Many of these fundamentals are capable of being applied to the home greenhouse in a way that makes the greenhouse the perfect outdoor complement to today’s smart home.
The Modern Greenhouse
The basic greenhouse is not a new invention. The Romans were said to have used the basic greenhouse concept in 30AD to grow ‘out of season’ vegetables for an ailing emperor, by covering a growing area with an opaque covering to create a humid, moist environment.
Today, even the humble greenhouse gains a benefit from several smart innovations to improve the control of its operation.
The basic physics of the greenhouse
To understand the range of smart innovations which can potentially enhance the operation of the greenhouse, it is prudent to start with a look at how the basic greenhouse design actually works.
The operation of the greenhouse actually relies on a smart physics design principle. Basically a greenhouse works by converting light into heat. Light waves pass easily through the glass structure and are absorbed by the plants and objects inside the greenhouse. This energy is converted into heat, which cannot travel back through the glass as easily as light waves.

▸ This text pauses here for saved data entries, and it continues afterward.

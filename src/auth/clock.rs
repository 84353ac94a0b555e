//! Time source for token issuance and validation

use chrono::{DateTime, Duration, Utc};
use std::sync::RwLock;

/// Supplies the current time
pub trait Clock: Send + Sync {
    fn now(&self) -> DateTime<Utc>;
}

/// Wall clock backed by `Utc::now`
#[derive(Debug, Clone, Copy, Default)]
pub struct SystemClock;

impl Clock for SystemClock {
    fn now(&self) -> DateTime<Utc> {
        Utc::now()
    }
}

/// Clock that only moves when told to
#[derive(Debug)]
pub struct ManualClock {
    now: RwLock<DateTime<Utc>>,
}

impl ManualClock {
    pub fn new(now: DateTime<Utc>) -> Self {
        Self {
            now: RwLock::new(now),
        }
    }

    pub fn set(&self, now: DateTime<Utc>) {
        let mut guard = self.now.write().unwrap_or_else(|e| e.into_inner());
        *guard = now;
    }

    pub fn advance(&self, by: Duration) {
        let mut guard = self.now.write().unwrap_or_else(|e| e.into_inner());
        *guard += by;
    }
}

impl Clock for ManualClock {
    fn now(&self) -> DateTime<Utc> {
        *self.now.read().unwrap_or_else(|e| e.into_inner())
    }
}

Thus the greenhouse is capable of creating a small independent ‘micro-system’ that benefits the growth of plants, vegetables, and crops.
With advances in technology, the basic greenhouse now benefits from a range of smart innovations which serve to optimize control of the micro-system – heat, light, ventilation/airflow, and moisture being amongst the most important control factors.
For the smart home greenhouse, a primary concern is the control and metering of water. A smart irrigation system uses wireless sensors to monitor temperature and soil moisture to control the irrigation system. Commercial installations take this to a further level of sophistication which is perhaps beyond the needs of the domestic greenhouse – they can also monitor other factors like soil pH level (acidity/alkalinity) through a software application.
Eco-friendly watering systems
With many places now facing water shortages and restrictions, a rainwater harvest system can reduce the reliance on scheme water supply and provide a more eco-friendly solution. Coupled to the irrigation system, the rainwater system takes advantage of natural rainfall and collects moisture (condensation) respired by plants within the greenhouse to recirculate.
Smart lighting control
Lighting, and the control of light, is one of the key considerations in a greenhouse operation. To augment the basic mechanical controls, a smart system uses light-level sensors to control an artificial lighting system. This provides obvious benefits where the control of light is more critical.
The operation of the humble greenhouse is greatly augmented by a series of smart innovations. With changing climate and a move to more eco-friendly living, the modern greenhouse has an important place within the smart home environment.